Almost 200 nations have struck a historical climate deal that will phase out the use of one of the world's most potent greenhouse gases, hydrofluorocarbons (HFCs).

In an amendment to the Montreal Protocol – endorsed on Saturday in Kigali, Rwanda by 197 signatories – countries will begin to reduce their usage of HFCs by 2019.

This represents the most decisive action yet to honour the commitments of the United Nations Climate Change Conference in Paris last year.

While the Rwanda agreement hasn't scored the same global headlines as the Paris accord, it's a huge deal that took some seven years of negotiations to hammer out. And its specific target of phasing out HFCs alone will make it easier to enforce and police than the more generalised commitments made in 2015.

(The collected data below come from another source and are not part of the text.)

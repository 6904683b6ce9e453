use pretty_assertions::assert_eq;
use quarry_core::stmt::{Condition, Direction, Expression, Query};
use quarry_sql::{Dialect, QueryBuilder};

fn build(query: &Query) -> String {
    QueryBuilder::mysql().build(query).unwrap().0
}

#[test]
fn select_star_by_default() {
    assert_eq!(build(&Query::new().from(["user"])), "SELECT * FROM `user`");
}

#[test]
fn columns_aliases_and_expressions() {
    let query = Query::new()
        .select(["id", "name AS n", "u.email mail", "COUNT(*) cnt"])
        .from(["user u"]);

    assert_eq!(
        build(&query),
        "SELECT `id`, `name` AS `n`, `u`.`email` AS `mail`, COUNT(*) cnt FROM `user` `u`"
    );
}

#[test]
fn select_as_and_scalar_sub_query() {
    let orders = Query::new()
        .select([Expression::new("COUNT(*)")])
        .from(["order o"])
        .where_("o.user_id = u.id");
    let query = Query::new()
        .select(["u.id"])
        .select_as(orders, "order_count")
        .from(["user u"]);

    assert_eq!(
        build(&query),
        "SELECT `u`.`id`, (SELECT COUNT(*) FROM `order` `o` WHERE o.user_id = u.id) AS `order_count` FROM `user` `u`"
    );
}

#[test]
fn distinct_and_select_option() {
    let query = Query::new()
        .distinct(true)
        .select_option("SQL_CALC_FOUND_ROWS")
        .select(["id"])
        .from(["t"]);
    assert_eq!(build(&query), "SELECT DISTINCT SQL_CALC_FOUND_ROWS `id` FROM `t`");
}

#[test]
fn derived_table() {
    let paid = Query::new().from(["order"]).where_(Condition::eq("paid", true));
    let query = Query::new().select(["o.id"]).from_query(paid, "o");

    let (sql, params) = QueryBuilder::mysql().build(&query).unwrap();
    assert_eq!(sql, "SELECT `o`.`id` FROM (SELECT * FROM `order` WHERE `paid` = :qp0) `o`");
    assert_eq!(params[":qp0"], true);
}

#[test]
fn joins() {
    let query = Query::new()
        .from(["user u"])
        .left_join("profile p", "p.user_id = u.id")
        .inner_join("order", Condition::raw("order.user_id = u.id"))
        .where_(Condition::eq("u.id", 1));

    assert_eq!(
        build(&query),
        "SELECT * FROM `user` `u` LEFT JOIN `profile` `p` ON p.user_id = u.id \
         INNER JOIN `order` ON order.user_id = u.id WHERE `u`.`id` = :qp0"
    );
}

#[test]
fn join_conditions_are_numbered_before_where() {
    let query = Query::new()
        .from(["user u"])
        .inner_join("order o", Condition::gt("o.total", 10))
        .where_(Condition::eq("u.status", 1));

    let (sql, params) = QueryBuilder::mysql().build(&query).unwrap();
    assert_eq!(
        sql,
        "SELECT * FROM `user` `u` INNER JOIN `order` `o` ON `o`.`total` > :qp0 WHERE `u`.`status` = :qp1"
    );
    assert_eq!(params[":qp0"], 10);
    assert_eq!(params[":qp1"], 1);
}

#[test]
fn where_that_compiles_to_nothing_is_omitted() {
    let query = Query::new()
        .from(["user"])
        .where_(Condition::not_like("name", Vec::<String>::new()));
    assert_eq!(build(&query), "SELECT * FROM `user`");

    let query = Query::new()
        .from(["user"])
        .where_(Condition::like("name", Vec::<String>::new()));
    assert_eq!(build(&query), "SELECT * FROM `user` WHERE 0=1");
}

#[test]
fn group_by_and_having() {
    let query = Query::new()
        .select(["status", "COUNT(*) AS cnt"])
        .from(["user"])
        .group_by(["status"])
        .having(Condition::gt("COUNT(*)", 1));

    assert_eq!(
        build(&query),
        "SELECT `status`, COUNT(*) AS cnt FROM `user` GROUP BY `status` HAVING COUNT(*) > :qp0"
    );
}

#[test]
fn order_by() {
    let query = Query::new()
        .from(["user"])
        .order_by_str("created_at DESC, id");
    assert_eq!(build(&query), "SELECT * FROM `user` ORDER BY `created_at` DESC, `id`");

    let query = Query::new()
        .from(["user"])
        .order_by([("id", Direction::Asc)])
        .add_order_by([("id", Direction::Desc)]);
    assert_eq!(build(&query), "SELECT * FROM `user` ORDER BY `id` DESC");

    let query = Query::new()
        .from(["user"])
        .order_by([(Expression::new("FIELD(id, 3, 1, 2)"), Direction::Asc)]);
    assert_eq!(build(&query), "SELECT * FROM `user` ORDER BY FIELD(id, 3, 1, 2)");
}

#[test]
fn union_wraps_base_and_appends_order_and_limit() {
    let query = Query::new()
        .select(["id"])
        .from(["a"])
        .where_(Condition::eq("y", 2))
        .union(Query::new().select(["id"]).from(["b"]))
        .union_all(
            Query::new()
                .select(["id"])
                .from(["c"])
                .where_(Condition::eq("x", 1)),
        )
        .order_by_str("id")
        .limit(5);

    let (sql, params) = QueryBuilder::mysql().build(&query).unwrap();
    assert_eq!(
        sql,
        "(SELECT `id` FROM `a` WHERE `y` = :qp0) UNION ( SELECT `id` FROM `b` ) \
         UNION ALL ( SELECT `id` FROM `c` WHERE `x` = :qp1 ) ORDER BY `id` LIMIT 5"
    );
    assert_eq!(params.len(), 2);
}

// ---------------------------------------------------------------------------
// limit / offset
// ---------------------------------------------------------------------------

#[test]
fn limit_and_offset() {
    let query = Query::new().from(["user"]).limit(10).offset(20);
    assert_eq!(build(&query), "SELECT * FROM `user` LIMIT 10 OFFSET 20");
}

#[test]
fn mysql_offset_without_limit() {
    let query = Query::new().from(["user"]).offset(5);
    assert_eq!(build(&query), "SELECT * FROM `user` LIMIT 5, 18446744073709551615");
}

#[test]
fn offset_without_limit_per_dialect() {
    let query = Query::new().from(["user"]).offset(5);

    let (sql, _) = QueryBuilder::postgresql().build(&query).unwrap();
    assert_eq!(sql, r#"SELECT * FROM "user" OFFSET 5"#);

    let (sql, _) = QueryBuilder::sqlite().build(&query).unwrap();
    assert_eq!(sql, r#"SELECT * FROM "user" LIMIT 9223372036854775807 OFFSET 5"#);
}

#[test]
fn zero_offset_is_ignored() {
    let query = Query::new().from(["user"]).offset(0);
    assert_eq!(build(&query), "SELECT * FROM `user`");
}

// ---------------------------------------------------------------------------
// parameters
// ---------------------------------------------------------------------------

#[test]
fn user_params_are_kept() {
    let query = Query::new()
        .from(["user"])
        .where_(Condition::raw(":qp0 = status"))
        .and_where(Condition::eq("id", 7))
        .params([("qp0", "active")]);

    let (sql, params) = QueryBuilder::mysql().build(&query).unwrap();
    assert_eq!(sql, "SELECT * FROM `user` WHERE (:qp0 = status) AND (`id` = :qp1)");
    assert_eq!(params[":qp0"], "active");
    assert_eq!(params[":qp1"], 7);
}

#[test]
fn building_twice_is_identical() {
    let query = Query::new()
        .from(["user"])
        .where_(Condition::in_list("id", vec![1, 2, 3]))
        .limit(3);

    let builder = QueryBuilder::mysql();
    let first = builder.build(&query).unwrap();
    let second = builder.build(&query).unwrap();

    assert_eq!(first.0, "SELECT * FROM `user` WHERE `id` IN (:qp0, :qp1, :qp2) LIMIT 3");
    assert_eq!(first, second);
}

// ---------------------------------------------------------------------------
// dialects
// ---------------------------------------------------------------------------

#[test]
fn postgresql_quoting() {
    let query = Query::new()
        .select(["u.id"])
        .from(["public.user u"])
        .where_(Condition::eq("u.id", 1));

    let (sql, _) = QueryBuilder::postgresql().build(&query).unwrap();
    assert_eq!(
        sql,
        r#"SELECT "u"."id" FROM "public"."user" "u" WHERE "u"."id" = :qp0"#
    );
}

#[test]
fn table_templates_survive_building() {
    let builder = QueryBuilder::new(Dialect::mysql().with_table_prefix("tbl_"));
    let query = Query::new().select(["[[name]]"]).from(["{{%user}}"]);

    let (sql, _) = builder.build(&query).unwrap();
    assert_eq!(sql, "SELECT [[name]] FROM {{%user}}");
    assert_eq!(builder.dialect().quote_sql(&sql), "SELECT `name` FROM `tbl_user`");
    assert_eq!(builder.dialect().raw_table_name("{{%user}}"), "tbl_user");
}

"It is likely the single most important step we could take at this moment to limit the warming of our planet and limit the warming for generations to come," US Secretary of State John Kerry told fellow negotiators in Kigali. "It is the biggest thing we can do in one giant swoop."

Whereas the focus of the Paris deal was on setting national limits on carbon dioxide (CO2) output to help limit the rise in average global temperatures over the course of the century, the new amendment is narrowly focused on phasing out HFCs in the near term.

These coolants are used in refrigerators and air conditioners, and although they only make up a small fraction of greenhouse gases in the atmosphere overall, they're the fastest growing kind – increasing by up to 10 percent each year, due to the uptake of cooling devices in developing countries.

Worse still, HFCs are particularly dangerous to the environment from a thermal perspective, because they can trap thousands of times more heat than CO2.

Ironically, we can thank the Montreal Protocol for HFCs existing in the first place. They were originally developed in reaction to the 1987 agreement, which sought to ban chlorofluorocarbons (CFCs) – chemicals that deplete the ozone layer.

Under the new amendment, developed countries will start to phase down HFCs by 2019. A group of more than 100 developing countries, including China, will have to cap their use by 2024, before beginning reductions later. And a smaller group of nations, including India and Pakistan, will commence capping in 2028.

It's estimated that the agreement could see global HFC use reduced by up to 85 percent by 2047, with scientists saying the reduction will remove the equivalent of about 70 billion tonnes of CO2 from the atmosphere by 2050.

To put the scale of this in perspective, the reduction is about "equal to stopping the entire world's fossil fuel CO2 emissions for more than two years," air pollution expert David Doniger from the New York-based Natural Resources Defence Council told The Guardian.

But while it's a huge step forward in reducing the amount of this powerful heat-trapping chemical in the atmosphere, the agreement doesn't go as far as environmentalists wanted.

Environmental groups had argued for an HFCs deal that would reduce global warming by 0.5 degrees Celsius by the end of this century. As it stands, the Kigali amendment is estimated to only reduce temperature rises by a maximum of 0.44 degrees Celsius.

Still, that's not too bad, given it would nonetheless represent the largest temperature reduction ever achieved by a single agreement.

"We came to take a half a degree Celsius out of future warming, and we won about 90 percent of our climate prize," said Durwood Zaelke of the Institute for Governance & Sustainable Development.

"The majority of the low-hanging fruit has been picked with this amendment, and we'll get the rest through market forces."

Those market forces include incentives for countries that cut back on HFCs sooner, as well as grants for the research and development of new chemicals that can take the place of HFCs in cooling devices, much like HFCs once replaced CFCs.

Another reason to be encouraged is the legal force of the new deal.

This is "much, much, much stronger than Paris", Zaelke told Coral Davenport at The New York Times.

"This is a mandatory treaty. Governments are obligated to comply."